Когда меня "подводили" к Г.В.Плеханову, он стоял скрестив руки на груди и смотрел строго, скучновато, как смотрит утомлённый своими обязанностями учитель ещё на одного нового ученика. Он сказал мне весьма обычную фразу: "Я поклонник вашего таланта". Кроме этого, он не сказал ничего, что моя память удержала бы. И на протяжении всего съезда ни у него, ни у меня не явилось желания поговорить "по душам".
А этот лысый, картавый, плотный, крепкий человек, потирая одною рукой сократовский лоб, дёргая другою мою руку, ласково поблёскивая удивительно живыми глазами, тотчас же заговорил о недостатках книги "Мать", оказалось, что он прочитал её в рукописи, взятой у И.П.Ладыжникова. Я сказал, что торопился написать книгу, но - не успел объяснить, почему торопился, Ленин, утвердительно кивнув головой, сам объяснил это: очень хорошо, что я поспешил, книга - нужная, много рабочих участвовало в революционном движении несознательно, стихийно, и теперь они прочитают "Мать" с большой пользой для себя.
"0чень своевременная книга". Это был единственный, но крайне ценный для меня его комплимент. Затем он деловито осведомился, переводится ли "Мать" на иностранные языки, насколько испортила книгу русская и американская цензура, а узнав, что автора решено привлечь к суду, сначала поморщился, а затем, вскинув голову, закрыв глаза, засмеялся каким-то необыкновенным смехом; смех его привлёк рабочих, подошёл, кажется, Фома Уральский и ещё человека три.

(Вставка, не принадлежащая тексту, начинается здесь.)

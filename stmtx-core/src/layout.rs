//! Statement layouts, their column schemas, and the old layout's section state

use serde::{Deserialize, Serialize};

/// Which grammar produced a set of rows
#[derive(Debug, Clone, Copy, PartialEq, Eq, Hash, Serialize, Deserialize)]
#[serde(rename_all = "lowercase")]
pub enum Layout {
    /// `dd/mm/yyyy description ... amount [Cr]`, grouped under section headers
    Old,
    /// `dd/mm/yyyy | hh:mm description ... [+] C amount`
    New,
}

impl Layout {
    pub fn as_str(&self) -> &'static str {
        match self {
            Layout::Old => "old",
            Layout::New => "new",
        }
    }

    /// Output columns, in order. Only the new layout carries a time column.
    pub fn columns(&self) -> &'static [Column] {
        match self {
            Layout::New => &[
                Column::Date,
                Column::Time,
                Column::Currency,
                Column::Description,
                Column::ForexAmount,
                Column::ForexRate,
                Column::Amount,
                Column::Type,
            ],
            Layout::Old => &[
                Column::Date,
                Column::Currency,
                Column::Description,
                Column::ForexAmount,
                Column::ForexRate,
                Column::Amount,
                Column::Type,
            ],
        }
    }
}

impl std::fmt::Display for Layout {
    fn fmt(&self, f: &mut std::fmt::Formatter<'_>) -> std::fmt::Result {
        f.write_str(self.as_str())
    }
}

impl std::str::FromStr for Layout {
    type Err = String;

    fn from_str(s: &str) -> Result<Self, Self::Err> {
        match s.trim().to_ascii_lowercase().as_str() {
            "old" => Ok(Layout::Old),
            "new" => Ok(Layout::New),
            other => Err(format!("unknown layout: {other} (expected old or new)")),
        }
    }
}

#[derive(Debug, Clone, Copy, PartialEq, Eq, Hash)]
pub enum Column {
    Date,
    Time,
    Currency,
    Description,
    ForexAmount,
    ForexRate,
    Amount,
    Type,
}

impl Column {
    /// Header text
    pub fn name(&self) -> &'static str {
        match self {
            Column::Date => "date",
            Column::Time => "time",
            Column::Currency => "currency",
            Column::Description => "description",
            Column::ForexAmount => "forex_amount",
            Column::ForexRate => "forex_rate",
            Column::Amount => "amount",
            Column::Type => "type",
        }
    }
}

/// Old-layout section state. Forex tokens are only honoured inside `International`.
#[derive(Debug, Clone, Copy, Default, PartialEq, Eq)]
pub enum Section {
    #[default]
    None,
    Domestic,
    International,
}

impl Section {
    /// Section announced by a header line, if `line` is one.
    pub fn from_header(line: &str) -> Option<Section> {
        let lower = line.to_lowercase();
        if lower.contains("domestic transactions") {
            Some(Section::Domestic)
        } else if lower.contains("international transactions") {
            Some(Section::International)
        } else {
            None
        }
    }

    pub fn allows_forex(&self) -> bool {
        *self == Section::International
    }
}

#[cfg(test)]
mod tests {
    use super::*;

    #[test]
    fn test_new_layout_has_time_column() {
        let new: Vec<_> = Layout::New.columns().iter().map(|c| c.name()).collect();
        let old: Vec<_> = Layout::Old.columns().iter().map(|c| c.name()).collect();
        assert_eq!(new[1], "time");
        assert!(!old.contains(&"time"));
        assert_eq!(
            old,
            vec!["date", "currency", "description", "forex_amount", "forex_rate", "amount", "type"]
        );
    }

    #[test]
    fn test_section_headers_are_case_insensitive() {
        assert_eq!(Section::from_header("DOMESTIC TRANSACTIONS"), Some(Section::Domestic));
        assert_eq!(
            Section::from_header("  International Transactions (USD)"),
            Some(Section::International)
        );
        assert_eq!(Section::from_header("01/02/2024 SWIGGY 250.00"), None);
        assert!(Section::International.allows_forex());
        assert!(!Section::Domestic.allows_forex());
        assert!(!Section::None.allows_forex());
    }

    #[test]
    fn test_layout_from_str() {
        assert_eq!("OLD".parse::<Layout>(), Ok(Layout::Old));
        assert_eq!("new".parse::<Layout>(), Ok(Layout::New));
        assert!("pipe".parse::<Layout>().is_err());
    }
}
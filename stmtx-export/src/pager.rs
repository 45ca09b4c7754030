//! Fixed-size pages over a row sequence, for previews.
//!
//! The pager holds no cursor: callers keep the current page number and ask
//! again with `Page::previous` / `Page::next`.

use anyhow::{Result, bail};

/// Rows per preview page unless configured otherwise
pub const DEFAULT_PAGE_SIZE: usize = 20;

#[derive(Debug, Clone, Copy, PartialEq, Eq)]
pub struct Paginator {
    page_size: usize,
}

impl Default for Paginator {
    fn default() -> Self {
        Self {
            page_size: DEFAULT_PAGE_SIZE,
        }
    }
}

/// One window of rows
#[derive(Debug, Clone, Copy, PartialEq)]
pub struct Page<'a, T> {
    /// 1-based, already clamped
    pub number: usize,
    pub total_pages: usize,
    /// 1-based inclusive range; an empty sequence reports 1..=0
    pub first_row: usize,
    pub last_row: usize,
    pub total_rows: usize,
    pub rows: &'a [T],
}

impl<T> Page<'_, T> {
    pub fn has_previous(&self) -> bool {
        self.number > 1
    }

    pub fn has_next(&self) -> bool {
        self.number < self.total_pages
    }

    pub fn previous(&self) -> usize {
        self.number.saturating_sub(1).max(1)
    }

    pub fn next(&self) -> usize {
        (self.number + 1).min(self.total_pages)
    }

    pub fn summary(&self) -> String {
        format!(
            "Page {} of {} (rows {}-{} of {})",
            self.number, self.total_pages, self.first_row, self.last_row, self.total_rows
        )
    }
}

impl Paginator {
    pub fn new(page_size: usize) -> Result<Self> {
        if page_size == 0 {
            bail!("page size must be at least 1");
        }
        Ok(Self { page_size })
    }

    pub fn page_size(&self) -> usize {
        self.page_size
    }

    /// `max(1, ceil(total_rows / page_size))`
    pub fn total_pages(&self, total_rows: usize) -> usize {
        total_rows.div_ceil(self.page_size).max(1)
    }

    /// Page `requested`, clamped into `1..=total_pages`.
    pub fn page<'a, T>(&self, rows: &'a [T], requested: usize) -> Page<'a, T> {
        let total_pages = self.total_pages(rows.len());
        let number = requested.clamp(1, total_pages);
        let start = (number - 1) * self.page_size;
        let end = (start + self.page_size).min(rows.len());

        Page {
            number,
            total_pages,
            first_row: start + 1,
            last_row: end,
            total_rows: rows.len(),
            rows: &rows[start..end],
        }
    }
}
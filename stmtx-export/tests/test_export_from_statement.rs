use stmtx_core::Layout;
use stmtx_export::{Paginator, encode_csv};
use stmtx_ingest::FormatDispatcher;

fn lines(text: &str) -> Vec<String> {
    text.lines().map(|l| l.trim().to_string()).collect()
}

/// Old-layout statement through detection and into CSV: no time column, forex split out.
#[test]
fn test_old_layout_statement_to_csv() {
    let text = r#"
Domestic Transactions
02/01/2024 SWIGGY "INSTAMART" BANGALORE 1,250.00
05/01/2024 PAYMENT RECEIVED - THANK YOU 20,000.00 Cr
International Transactions
07/01/2024 SPOTIFY STOCKHOLM USD 10.99 915.42
"#;

    let outcome = FormatDispatcher::default().dispatch(&lines(text));
    let layout = outcome.layout().unwrap();
    assert_eq!(layout, Layout::Old);

    let csv = encode_csv(outcome.transactions(), layout).unwrap();
    let rows: Vec<&str> = csv.lines().collect();
    assert_eq!(rows.len(), 4);
    assert_eq!(
        rows[1],
        r#""02/01/2024","INR","SWIGGY ""INSTAMART"" BANGALORE","","","1250","Dr""#
    );
    assert_eq!(
        rows[2],
        r#""05/01/2024","INR","PAYMENT RECEIVED - THANK YOU","","","20000","Cr""#
    );
    assert_eq!(
        rows[3],
        r#""07/01/2024","USD","SPOTIFY STOCKHOLM","10.99","83.30","915.42","Dr""#
    );
}

#[test]
fn test_new_layout_statement_to_csv() {
    let text = r#"
12/03/2024 | 14:05 AMAZON PAY INDIA C 1,299.00
13/03/2024 | 09:12 REFUND FLIPKART + C 450.00
"#;

    let outcome = FormatDispatcher::default().dispatch(&lines(text));
    let layout = outcome.layout().unwrap();
    assert_eq!(layout, Layout::New);

    let csv = encode_csv(outcome.transactions(), layout).unwrap();
    let rows: Vec<&str> = csv.lines().collect();
    assert_eq!(rows[0].split(',').nth(1), Some("\"time\""));
    assert_eq!(
        rows[2],
        r#""13/03/2024","09:12","INR","REFUND FLIPKART","","","450","Cr""#
    );
}

/// 45 parsed rows preview as three pages; the last holds rows 41-45.
#[test]
fn test_preview_pages_over_parsed_rows() {
    let text: String = (1..=45)
        .map(|i| format!("{:02}/03/2024 | 10:00 ROW{i} C {i}.00\n", (i % 28) + 1))
        .collect();

    let outcome = FormatDispatcher::default().dispatch(&lines(&text));
    assert_eq!(outcome.len(), 45);

    let pager = Paginator::new(20).unwrap();
    let page = pager.page(outcome.transactions(), 3);
    assert_eq!(page.total_pages, 3);
    assert_eq!((page.first_row, page.last_row), (41, 45));
    assert_eq!(page.rows[0].description, "ROW41");
    assert_eq!(pager.page(outcome.transactions(), 4).number, 3);
}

Я был настроен очень празднично, я находился в среде трёх сотен отборных партийцев, узнал, что они посланы на съезд полутораста тысячами организованных рабочих, я видел перед собою всех лидеров партии, старых революционеров: Плеханова, Аксельрода, Дейча. Праздничное моё настроение было вполне естественно и будет понятно читателю, если я скажу, что за два года, прожитых мною вне родины, обычное самочувствие моё сильно понизилось.
Понижаться оно начало с Берлина, где я видел почти всех крупнейших вождей социал-демократии, обедал у Августа Бебеля, сидя рядом с очень толстым Зингером и в среде других, тоже весьма крупных людей.
Обедали мы в просторной, уютной квартире, где клетки с канарейками были изящно прикрыты вышитыми салфеточками и на спинках кресел тоже были пришпилены вышитые салфеточки, чтобы сидящие не пачкали затылками чехлов. Всё вокруг было очень солидно, прочно, все кушали торжественно и торжественно говорили друг другу:
- Мальцейт.*
Слово это было незнакомо мне, но я знал, что французское "маль" по-русски значит - плохо, немецкое "цейт" - время, вышло: плохое время.
-----------* Приятного аппетитв. (Прим. автора.)
Зингер дважды назвал Каутского "мой романтик". Бебель с его орлиным носом показался мне человеком немножко самодовольным. Пили рейнское вино и пиво; вино было кислое и тёплое, пиво хорошее; о русской революции и партии с.-д. говорили тоже кисловато и снисходительно, а о своей, немецкой партии - очень хорошо! Вообще - всё было очень самодовольно, и чувствовалось, что даже стулья довольны тем, что их отягощают столь почтенные мякоти вождей.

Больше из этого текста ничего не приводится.